Online deliberation is a relatively new form of online discussion that seeks to inform, marshal evidence, and provide structure for policy decisions. This purpose brings with it a need to maintain focus, support development and communication of competing positions, and allow varying formulations of the issues. As a key element of 21st century governance, successful deliberation environments can bring great benefits, such as broadening participation and tapping more expert knowledge. For online deliberation to be successful, participants must be motivated to contribute, and they must be able to identify where they can make their most valuable contribution. Beyond that, the contributions must subsequently be organized in such a way as to make the collection more usable by policy makers and their staff. The solution to both of these challenges is to provide a personalized navigable structure that reveals the shape and foci of the debates in a way that reflects the goals, expertise, and interests of users.
Prior work in the area of online communities suggests that people are willing to contribute more when they are made aware of needs that make their skills relevant. However, for realistic problem spaces, it is difficult to find where one could best make a contribution, understand how various contributions fit together, or understand the contingencies between needs and contributions. Making it easier to navigate through content and identify participation opportunities matching a user’s interests and abilities would likely improve both participation and quality of deliberation. However, existing approaches to navigable structure, such as forced argument mapping, are overly constraining, cumbersome, or difficult to learn how to use effectively. Neither do they handle the social aspects of deliberation, nor balance the attraction of joining like-minded peers with mitigating information bubbles. None has been successful in sustaining meaningful and effective deliberation. Furthermore, the issue of how to reorganize the collected contributions into a form that is then usable by policy makers is still unsolved in practice.
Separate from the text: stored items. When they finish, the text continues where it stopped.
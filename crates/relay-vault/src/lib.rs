//! Relay Vault - BYOK material, encrypted at rest.
//!
//! The encryption key is derived (Argon2id) from a caller-supplied unlock
//! secret; the server alone cannot decrypt. Ciphertext is
//! XChaCha20-Poly1305 with the `(user, provider)` pair bound as AAD, so a
//! record copied between rows fails authentication. KDF parameters travel
//! with each record.
//!
//! A wrong unlock secret and a missing entry are indistinguishable: both
//! return [`VaultError::DecryptFailed`], and the missing-entry path runs a
//! decoy derivation so the two cases stay timing-aligned.

#![deny(unsafe_code)]
#![deny(missing_docs)]
#![deny(clippy::all)]
#![warn(unreachable_pub)]
#![deny(clippy::unwrap_used)]
#![cfg_attr(test, allow(clippy::unwrap_used))]

pub mod cipher;
pub mod error;
pub mod store;

pub use error::{VaultError, VaultResult};
pub use store::{KeyStatus, SecretVault};
//! In-memory implementation of all five stores.
//!
//! Suitable for development and tests; everything is lost on restart.
//! Durable deployments substitute their own adapter crates.

use std::collections::HashMap;

use async_trait::async_trait;
use chrono::{DateTime, Utc};
use relay_core::{UserId, UserProfile};
use tokio::sync::RwLock;
use uuid::Uuid;

use crate::error::StorageResult;
use crate::traits::{BalanceStore, ByokStore, ReservationStore, UsageStore, UserStore};
use crate::types::{BalanceRow, ByokRecord, ReservationRow, ReservationStatus, UsageEvent};

/// One process-local store backing all five traits.
#[derive(Default)]
pub struct MemoryStore {
    byok: RwLock<HashMap<(UserId, String), ByokRecord>>,
    balances: RwLock<HashMap<UserId, BalanceRow>>,
    usage: RwLock<Vec<UsageEvent>>,
    reservations: RwLock<HashMap<Uuid, ReservationRow>>,
    users: RwLock<HashMap<UserId, UserProfile>>,
}

impl MemoryStore {
    /// Create an empty store.
    #[must_use]
    pub fn new() -> Self {
        Self::default()
    }
}

impl std::fmt::Debug for MemoryStore {
    fn fmt(&self, f: &mut std::fmt::Formatter<'_>) -> std::fmt::Result {
        f.debug_struct("MemoryStore").finish_non_exhaustive()
    }
}

#[async_trait]
impl ByokStore for MemoryStore {
    async fn upsert(&self, record: ByokRecord) -> StorageResult<()> {
        let key = (record.user.clone(), record.provider.clone());
        self.byok.write().await.insert(key, record);
        Ok(())
    }

    async fn get(&self, user: &UserId, provider: &str) -> StorageResult<Option<ByokRecord>> {
        let key = (user.clone(), provider.to_string());
        Ok(self.byok.read().await.get(&key).cloned())
    }

    async fn remove(&self, user: &UserId, provider: &str) -> StorageResult<bool> {
        let key = (user.clone(), provider.to_string());
        Ok(self.byok.write().await.remove(&key).is_some())
    }

    async fn providers_for(&self, user: &UserId) -> StorageResult<Vec<String>> {
        let guard = self.byok.read().await;
        let mut providers: Vec<String> = guard
            .keys()
            .filter(|(owner, _)| owner == user)
            .map(|(_, provider)| provider.clone())
            .collect();
        providers.sort();
        Ok(providers)
    }
}

#[async_trait]
impl BalanceStore for MemoryStore {
    async fn get(&self, user: &UserId) -> StorageResult<Option<BalanceRow>> {
        Ok(self.balances.read().await.get(user).cloned())
    }

    async fn put(&self, row: BalanceRow) -> StorageResult<()> {
        self.balances.write().await.insert(row.user.clone(), row);
        Ok(())
    }
}

#[async_trait]
impl UsageStore for MemoryStore {
    async fn append(&self, event: UsageEvent) -> StorageResult<()> {
        self.usage.write().await.push(event);
        Ok(())
    }

    async fn list(
        &self,
        user: &UserId,
        limit: usize,
        before: Option<DateTime<Utc>>,
    ) -> StorageResult<Vec<UsageEvent>> {
        let guard = self.usage.read().await;
        let mut events: Vec<UsageEvent> = guard
            .iter()
            .filter(|e| &e.user == user)
            .filter(|e| before.is_none_or(|cursor| e.occurred_at < cursor))
            .cloned()
            .collect();
        events.sort_by(|a, b| b.occurred_at.cmp(&a.occurred_at));
        events.truncate(limit);
        Ok(events)
    }

    async fn by_reservation(&self, reservation: Uuid) -> StorageResult<Option<UsageEvent>> {
        let guard = self.usage.read().await;
        Ok(guard
            .iter()
            .find(|e| e.reservation_id == Some(reservation))
            .cloned())
    }

    async fn since(&self, user: &UserId, cutoff: DateTime<Utc>) -> StorageResult<Vec<UsageEvent>> {
        let guard = self.usage.read().await;
        let mut events: Vec<UsageEvent> = guard
            .iter()
            .filter(|e| &e.user == user && e.occurred_at >= cutoff)
            .cloned()
            .collect();
        events.sort_by(|a, b| a.occurred_at.cmp(&b.occurred_at));
        Ok(events)
    }
}

#[async_trait]
impl ReservationStore for MemoryStore {
    async fn insert(&self, row: ReservationRow) -> StorageResult<()> {
        self.reservations.write().await.insert(row.id, row);
        Ok(())
    }

    async fn get(&self, id: Uuid) -> StorageResult<Option<ReservationRow>> {
        Ok(self.reservations.read().await.get(&id).cloned())
    }

    async fn transition(
        &self,
        id: Uuid,
        from: ReservationStatus,
        to: ReservationStatus,
    ) -> StorageResult<bool> {
        let mut guard = self.reservations.write().await;
        match guard.get_mut(&id) {
            Some(row) if row.status == from => {
                row.status = to;
                Ok(true)
            },
            _ => Ok(false),
        }
    }

    async fn held_for(&self, user: &UserId) -> StorageResult<Vec<ReservationRow>> {
        let guard = self.reservations.read().await;
        Ok(guard
            .values()
            .filter(|r| &r.user == user && r.status == ReservationStatus::Held)
            .cloned()
            .collect())
    }

    async fn held_older_than(&self, cutoff: DateTime<Utc>) -> StorageResult<Vec<ReservationRow>> {
        let guard = self.reservations.read().await;
        Ok(guard
            .values()
            .filter(|r| r.status == ReservationStatus::Held && r.created_at < cutoff)
            .cloned()
            .collect())
    }
}

#[async_trait]
impl UserStore for MemoryStore {
    async fn get(&self, user: &UserId) -> StorageResult<Option<UserProfile>> {
        Ok(self.users.read().await.get(user).cloned())
    }

    async fn put(&self, profile: UserProfile) -> StorageResult<()> {
        self.users.write().await.insert(profile.id.clone(), profile);
        Ok(())
    }

    async fn count(&self) -> StorageResult<usize> {
        Ok(self.users.read().await.len())
    }
}

#[cfg(test)]
mod tests {
    use super::*;
    use crate::types::{KdfParams, UsageKind};

    fn byok_record(user: &str, provider: &str) -> ByokRecord {
        ByokRecord {
            user: UserId::new(user),
            provider: provider.to_string(),
            ciphertext: vec![1, 2, 3],
            nonce: vec![0; 24],
            kdf: KdfParams {
                salt: vec![9; 16],
                memory_kib: 19456,
                iterations: 2,
                parallelism: 1,
            },
            created_at: Utc::now(),
            rotated_at: None,
        }
    }

    #[tokio::test]
    async fn test_byok_upsert_get_remove() {
        let store = MemoryStore::new();
        let user = UserId::new("u1");

        store.upsert(byok_record("u1", "anthropic")).await.unwrap();
        assert!(ByokStore::get(&store, &user, "anthropic").await.unwrap().is_some());
        assert_eq!(store.providers_for(&user).await.unwrap(), vec!["anthropic"]);

        assert!(store.remove(&user, "anthropic").await.unwrap());
        // Second delete is a no-op, not an error.
        assert!(!store.remove(&user, "anthropic").await.unwrap());
        assert!(ByokStore::get(&store, &user, "anthropic").await.unwrap().is_none());
    }

    #[tokio::test]
    async fn test_reservation_cas() {
        let store = MemoryStore::new();
        let id = Uuid::new_v4();
        store
            .insert(ReservationRow {
                id,
                user: UserId::new("u1"),
                estimated_tokens: 100,
                price_per_token: 0.000_003,
                created_at: Utc::now(),
                status: ReservationStatus::Held,
            })
            .await
            .unwrap();

        assert!(
            store
                .transition(id, ReservationStatus::Held, ReservationStatus::Committed)
                .await
                .unwrap()
        );
        // Replay fails the CAS.
        assert!(
            !store
                .transition(id, ReservationStatus::Held, ReservationStatus::Committed)
                .await
                .unwrap()
        );
    }

    #[tokio::test]
    async fn test_usage_list_pagination() {
        let store = MemoryStore::new();
        let user = UserId::new("u1");
        let base = Utc::now();
        for i in 0..5_i64 {
            store
                .append(UsageEvent {
                    id: Uuid::new_v4(),
                    user: user.clone(),
                    provider: "anthropic".into(),
                    model: "m".into(),
                    input_tokens: 1,
                    output_tokens: 1,
                    cost_usd: 0.0,
                    platform_fee_usd: None,
                    reservation_id: None,
                    kind: UsageKind::Metered,
                    occurred_at: base + chrono::Duration::seconds(i),
                })
                .await
                .unwrap();
        }

        let page = store.list(&user, 2, None).await.unwrap();
        assert_eq!(page.len(), 2);
        // Most recent first.
        assert!(page[0].occurred_at > page[1].occurred_at);

        let older = store.list(&user, 10, Some(page[1].occurred_at)).await.unwrap();
        assert_eq!(older.len(), 3);
    }
}
//! The `generateText` pipeline.
//!
//! Received → Validated → Admitted → Resolved → Reserved → Executing →
//! Settling → Done, with `Rejected` and `Failed` terminals:
//!
//! - validation failures reject with `InvalidArgument`
//! - admission failures reject with `Forbidden`
//! - resolution failures reject with `NoCredential` / `DecryptAuthFailed`
//! - reservation failures reject with `InsufficientBalance`
//! - execution failures fail with `Upstream{kind}` and refund the hold;
//!   a failed refund records a `lost` compensating event
//! - settlement runs to completion even if the caller has gone away; a
//!   settlement rejected for expiry records a `lost` event without
//!   failing the response

use relay_core::{GatewayError, GatewayResult, RequestContext, SecretString, UserId};
use relay_ledger::{ReserveOutcome, SettleInput};
use relay_llm::{
    ChatMessage, GenerateRequest, Generated, TextProvider, WebSearchOptions, WebSearchPreference,
    estimate_tokens,
};
use relay_policy::{AdmissionRequest, CallerKind};
use serde::{Deserialize, Serialize};
use tracing::{info, warn};

use crate::error::{cancelled, from_admission, from_ledger, from_provider, from_registry, from_vault};
use crate::resolver::{CredentialSource, resolve_credential};
use crate::state::Gateway;

/// `ai.generateText` input.
#[derive(Debug, Deserialize)]
#[serde(rename_all = "camelCase")]
pub struct GenerateTextInput {
    /// The user content to complete.
    pub content: String,
    /// System prompt; falls back to the provider's configured default.
    #[serde(default)]
    pub system_prompt: Option<String>,
    /// Target provider; resolution falls back to the caller's preference,
    /// then the single configured provider.
    #[serde(default)]
    pub provider: Option<String>,
    /// Inline API key (tooling that already holds one). Never persisted.
    #[serde(default)]
    pub api_key: Option<SecretString>,
    /// BYOK unlock secret; overrides the transport-level header.
    #[serde(default)]
    pub unlock_secret: Option<SecretString>,
    /// Pass-through request metadata.
    #[serde(default)]
    pub metadata: Option<RequestMetadata>,
    /// Generation options.
    #[serde(default)]
    pub options: Option<GenerateOptions>,
}

/// Pass-through metadata; the pipeline hands this to the adapter opaquely.
#[derive(Debug, Default, Deserialize)]
#[serde(rename_all = "camelCase", default)]
pub struct RequestMetadata {
    /// Whether search should augment the prompt.
    pub use_web_search: bool,
    /// Search mechanism.
    pub web_search_preference: WebSearchPreference,
    /// Domains results may come from.
    pub allowed_domains: Vec<String>,
    /// Domains filtered out.
    pub blocked_domains: Vec<String>,
}

/// Generation options.
#[derive(Debug, Default, Deserialize)]
#[serde(rename_all = "camelCase", default)]
pub struct GenerateOptions {
    /// Model override.
    pub model: Option<String>,
    /// Output token cap; server default applies when absent.
    pub max_tokens: Option<u32>,
    /// Sampling temperature.
    pub temperature: Option<f64>,
}

/// Token accounting surfaced to the caller.
#[derive(Debug, Serialize)]
#[serde(rename_all = "camelCase")]
pub struct TokenUsage {
    /// Pre-flight estimate the reservation was made with.
    pub estimated_tokens: u64,
    /// Actual input tokens.
    pub input_tokens: u64,
    /// Actual output tokens.
    pub output_tokens: u64,
    /// Tokens charged against the balance (0 for BYOK traffic).
    pub tokens_charged: u64,
    /// Balance after settlement; `null` for unmetered traffic.
    pub remaining_balance: Option<u64>,
    /// True when token counts were estimated locally.
    pub counts_estimated: bool,
}

/// Request provenance surfaced to the caller.
#[derive(Debug, Serialize)]
#[serde(rename_all = "camelCase")]
pub struct UsageInfo {
    /// Provider that served the request.
    pub provider: String,
    /// Model that served the request.
    pub model: String,
    /// Where the credential came from.
    pub credential_source: CredentialSource,
    /// Provider-side request id.
    pub provider_request_id: Option<String>,
    /// Wall time spent in the pipeline, milliseconds.
    pub duration_ms: u64,
}

/// `ai.generateText` output.
#[derive(Debug, Serialize)]
#[serde(rename_all = "camelCase")]
pub struct GenerateTextOutput {
    /// Always true on this path; failures surface as errors.
    pub success: bool,
    /// The generated text.
    pub data: String,
    /// Token accounting.
    pub token_usage: TokenUsage,
    /// Request provenance.
    pub usage_info: UsageInfo,
}

/// Run the pipeline for one request.
///
/// # Errors
///
/// Maps each stage's failure to its `GatewayError` kind; see the module
/// docs for the full table.
pub async fn generate_text(
    gateway: &Gateway,
    ctx: &RequestContext,
    input: GenerateTextInput,
) -> GatewayResult<GenerateTextOutput> {
    let started = std::time::Instant::now();

    // Received → Validated
    let user = ctx.require_user()?.clone();
    let profile = gateway.ensure_user(&user).await?;
    let options = input.options.unwrap_or_default();
    let limits = &gateway.config.limits;

    if input.content.is_empty() {
        return Err(GatewayError::InvalidArgument("content must not be empty".into()));
    }
    if input.content.len() > limits.content_max_length {
        return Err(GatewayError::InvalidArgument(format!(
            "content exceeds {} characters",
            limits.content_max_length
        )));
    }
    if let Some(system) = &input.system_prompt
        && system.len() > limits.system_prompt_max_length
    {
        return Err(GatewayError::InvalidArgument(format!(
            "systemPrompt exceeds {} characters",
            limits.system_prompt_max_length
        )));
    }
    let max_tokens = options.max_tokens.unwrap_or(limits.default_max_tokens);
    if max_tokens > limits.max_max_tokens {
        return Err(GatewayError::InvalidArgument(format!(
            "maxTokens {} exceeds ceiling {}",
            max_tokens, limits.max_max_tokens
        )));
    }

    let provider = input
        .provider
        .or_else(|| profile.preferences.default_provider.clone())
        .or_else(|| gateway.single_provider())
        .ok_or_else(|| {
            GatewayError::InvalidArgument("no provider specified and none configured".into())
        })?;

    // Validated → Admitted
    let byok_present = gateway
        .vault
        .status(&user, &provider)
        .await
        .map_err(from_vault)?
        .present;
    let provider_entry = gateway.registry.provider(&provider).ok();
    let default_model = provider_entry.as_ref().and_then(|e| e.default_model.clone());
    let effective_model = gateway
        .policy
        .admit(AdmissionRequest {
            provider: &provider,
            model: options.model.as_deref(),
            default_model: default_model.as_deref(),
            caller: CallerKind::Authenticated,
            byok_present,
        })
        .map_err(from_admission)?;

    let model = gateway
        .registry
        .resolve_model(&provider, effective_model.as_deref())
        .map_err(from_registry)?;

    // Admitted → Resolved
    let resolve_ctx = match input.unlock_secret {
        Some(unlock) => {
            let mut ctx = ctx.clone();
            ctx.byok_unlock = Some(unlock);
            ctx
        },
        None => ctx.clone(),
    };
    let credential = resolve_credential(gateway, &resolve_ctx, &provider, input.api_key).await?;

    // Resolved → Reserved
    let system = input
        .system_prompt
        .or_else(|| gateway.system_prompt(&provider).map(str::to_string))
        .unwrap_or_default();
    let estimated_tokens = estimate_tokens(&system)
        .saturating_add(estimate_tokens(&input.content))
        .saturating_add(u64::from(max_tokens));
    let reservation = gateway
        .ledger
        .reserve(
            &user,
            estimated_tokens,
            model.reserve_price_per_token(),
            credential.has_own_key(),
        )
        .await
        .map_err(from_ledger)?;

    // Reserved → Executing
    let request = GenerateRequest {
        model: model.id.clone(),
        system,
        messages: vec![ChatMessage::user(input.content)],
        max_tokens,
        temperature: options.temperature,
        web_search: input.metadata.and_then(search_options),
        timeout: Some(gateway.request_deadline()),
    };
    let adapter = gateway.adapter(&provider).ok_or_else(|| {
        GatewayError::Internal(format!("no adapter for provider {provider}"))
    })?;

    let generated = tokio::select! {
        biased;
        () = ctx.cancel.cancelled() => {
            release_hold(gateway, &user, &provider, &model.id, &reservation).await;
            return Err(cancelled());
        }
        result = adapter.generate(&credential.key, &request) => match result {
            Ok(generated) => generated,
            Err(e) => {
                release_hold(gateway, &user, &provider, &model.id, &reservation).await;
                return Err(from_provider(e));
            }
        },
    };

    // Executing → Settling → Done. Cancellation is deliberately ignored
    // from here on; settlement is cheap and idempotent.
    let token_usage = settle(gateway, &user, &provider, &model, &reservation, &generated).await;

    info!(
        user = %user,
        provider = %provider,
        model = %model.id,
        input_tokens = generated.input_tokens,
        output_tokens = generated.output_tokens,
        charged = token_usage.tokens_charged,
        "Request complete"
    );

    Ok(GenerateTextOutput {
        success: true,
        data: generated.text,
        token_usage: TokenUsage {
            estimated_tokens,
            ..token_usage
        },
        usage_info: UsageInfo {
            provider,
            model: model.id,
            credential_source: credential.source,
            provider_request_id: generated.provider_request_id,
            duration_ms: u64::try_from(started.elapsed().as_millis()).unwrap_or(u64::MAX),
        },
    })
}

fn search_options(metadata: RequestMetadata) -> Option<WebSearchOptions> {
    if !metadata.use_web_search {
        return None;
    }
    Some(WebSearchOptions {
        preference: metadata.web_search_preference,
        allowed_domains: metadata.allowed_domains,
        blocked_domains: metadata.blocked_domains,
    })
}

/// Refund a held reservation after a failed or cancelled execution. A
/// refund that itself fails becomes a `lost` event; the caller still gets
/// the original failure.
async fn release_hold(
    gateway: &Gateway,
    user: &UserId,
    provider: &str,
    model: &str,
    reservation: &ReserveOutcome,
) {
    let Some(reservation_id) = reservation.reservation_id() else {
        return;
    };
    if let Err(e) = gateway.ledger.refund(reservation_id).await {
        warn!(reservation = %reservation_id, error = %e, "Refund failed");
        if let Err(e) = gateway
            .ledger
            .record_lost(user, provider, model, 0, 0, 0.0, Some(reservation_id))
            .await
        {
            warn!(reservation = %reservation_id, error = %e, "Lost-usage record also failed");
        }
    }
}

/// Settle the reservation against actual counts. Never fails the caller:
/// a rejected settlement (expiry, races) records a `lost` event and
/// reports zero charge.
async fn settle(
    gateway: &Gateway,
    user: &UserId,
    provider: &str,
    model: &relay_registry::ModelInfo,
    reservation: &ReserveOutcome,
    generated: &Generated,
) -> TokenUsage {
    let unmetered_usage = || TokenUsage {
        estimated_tokens: 0,
        input_tokens: generated.input_tokens,
        output_tokens: generated.output_tokens,
        tokens_charged: 0,
        remaining_balance: None,
        counts_estimated: generated.counts_estimated,
    };

    match reservation {
        ReserveOutcome::Unmetered => {
            if let Err(e) = gateway
                .ledger
                .record_unmetered(
                    user,
                    provider,
                    &model.id,
                    generated.input_tokens,
                    generated.output_tokens,
                )
                .await
            {
                warn!(user = %user, error = %e, "Failed to record unmetered usage");
            }
            unmetered_usage()
        },
        ReserveOutcome::Held { reservation_id, .. } => {
            let cost_usd = model.cost_usd(generated.input_tokens, generated.output_tokens);
            let fee_rate = gateway.ledger.settings().platform_fee_rate;
            let settle_input = SettleInput {
                reservation_id: *reservation_id,
                provider: provider.to_string(),
                model: model.id.clone(),
                input_tokens: generated.input_tokens,
                output_tokens: generated.output_tokens,
                cost_usd,
                platform_fee_usd: Some(cost_usd * fee_rate),
                consumption_order: None,
            };
            match gateway.ledger.settle(settle_input).await {
                Ok(settlement) => TokenUsage {
                    estimated_tokens: 0,
                    input_tokens: generated.input_tokens,
                    output_tokens: generated.output_tokens,
                    tokens_charged: settlement.tokens_charged,
                    remaining_balance: Some(settlement.remaining_balance),
                    counts_estimated: generated.counts_estimated,
                },
                Err(e) => {
                    warn!(reservation = %reservation_id, error = %e, "Settlement rejected");
                    if let Err(e) = gateway
                        .ledger
                        .record_lost(
                            user,
                            provider,
                            &model.id,
                            generated.input_tokens,
                            generated.output_tokens,
                            cost_usd,
                            Some(*reservation_id),
                        )
                        .await
                    {
                        warn!(reservation = %reservation_id, error = %e, "Lost-usage record failed");
                    }
                    unmetered_usage()
                },
            }
        },
    }
}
We propose to adapt a combination of crowdsourcing, machine learning, and social network analysis techniques to the problem of structuring, organizing, and providing entry points into online deliberations. From a design standpoint, this proposal seeks to provide a personalized view of the environment that will allow participants to see how their goals and interests match current themes and find groups of people or related sets of contributions that would be valuable for them to be aware of in meeting their participation goals. From a technical standpoint, this proposal seeks to integrate insights from sociolinguistics with state-of-the-art latent variable modeling techniques from the field of language technologies to extend prior work in the areas of perspective and stance modeling in order to identify the necessary structure in textual data to enable to nuanced form of personalized extraction, summarization, and presentation required. The system will also learn from users, as they add or remove links, for example, bringing crowdsourced human intelligence to the problem of structuring.
Intellectual Merit: We will systematically explore the effects of design decisions on participation, navigability, the nature of the deliberation. The design principles, interaction paradigms, and algorithms developed in this work will lead to more effective online deliberation systems. Algorithms and paradigms that help people find contribution opportunities may also apply more generally in other online communities, to increase the effective use of human resources to meet community needs. Algorithms that help find and form connections between topics will push existing computational tools for clustering, topic modeling to new levels of usefulness, through greater ability to interact with and learn from human users.
Broader Impacts: Online deliberation has potential to enhance democracy and give the marketplace of ideas broader reach and greater comprehensibility. The work will be employ a user-centered development methodology, including use in support of policy-oriented courses, experiments to more precisely gauge the effects of the manipulations on policy positions and deliberations, and at scale to support actual deliberation on real issues of concern and to evaluate the approach. Prototype deployments in an educational setting that effectively engage students in important policy debates will have immediate educational benefits, as well as long-term benefits as graduates become active in policymaking.